*** Opening of RECORD SET ***

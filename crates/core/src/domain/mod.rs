pub mod commit;
pub mod issue;
pub mod pull_request;
pub mod search;
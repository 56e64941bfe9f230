pub mod config;
pub mod cooldown;
pub mod domain;
pub mod errors;
pub mod matcher;
pub mod render;
pub mod sources;

pub use config::{AppConfig, ConfigError, ConfigOverrides, LoadOptions, LogFormat};
pub use cooldown::CooldownCache;
pub use domain::commit::{Commit, DiffStats, FileChange};
pub use domain::issue::{Issue, IssueKey};
pub use domain::pull_request::PullRequest;
pub use domain::search::{
    Mergeability, MergeableState, QuickWin, Review, ReviewState, ReviewSummary, SearchHit,
    SearchQuery, SearchSort,
};
pub use errors::{DispatchError, ErrorKind, LookupError};
pub use matcher::{Category, Command, CommandKind, MatcherSettings, PhraseMatcher};
pub use render::ResponseFormatter;
pub use sources::{IssueTracker, SourceHost};
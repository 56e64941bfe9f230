use chrono::{DateTime, Utc};
use serde::{Deserialize, Serialize};

#[derive(Clone, Debug, PartialEq, Eq, Serialize, Deserialize)]
pub struct PullRequest {
    pub number: u64,
    pub title: String,
    pub base_branch: String,
    pub author: String,
    pub created_at: DateTime<Utc>,
    pub milestone: Option<String>,
    pub state: String,
    pub review_comment_count: u64,
    pub mergeable: Option<bool>,
    pub url: String,
}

*** Close of RECORD SET ***

§ HOW TO COMPLETE THIS TASK
Give back only the lines from the one containing "pub use render::ResponseFormatter;" through the final line of the entries above, exactly as written, both included.

§ SOLVED EXERCISE
pub use render::ResponseFormatter;
pub use sources::{IssueTracker, SourceHost};
repository 56e64941bfe9f230
use chrono::{DateTime, Utc};
use serde::{Deserialize, Serialize};

#[derive(Clone, Debug, PartialEq, Eq, Serialize, Deserialize)]
pub struct PullRequest {
    pub number: u64,
    pub title: String,
    pub base_branch: String,
    pub author: String,
    pub created_at: DateTime<Utc>,
    pub milestone: Option<String>,
    pub state: String,
    pub review_comment_count: u64,
    pub mergeable: Option<bool>,
    pub url: String,
}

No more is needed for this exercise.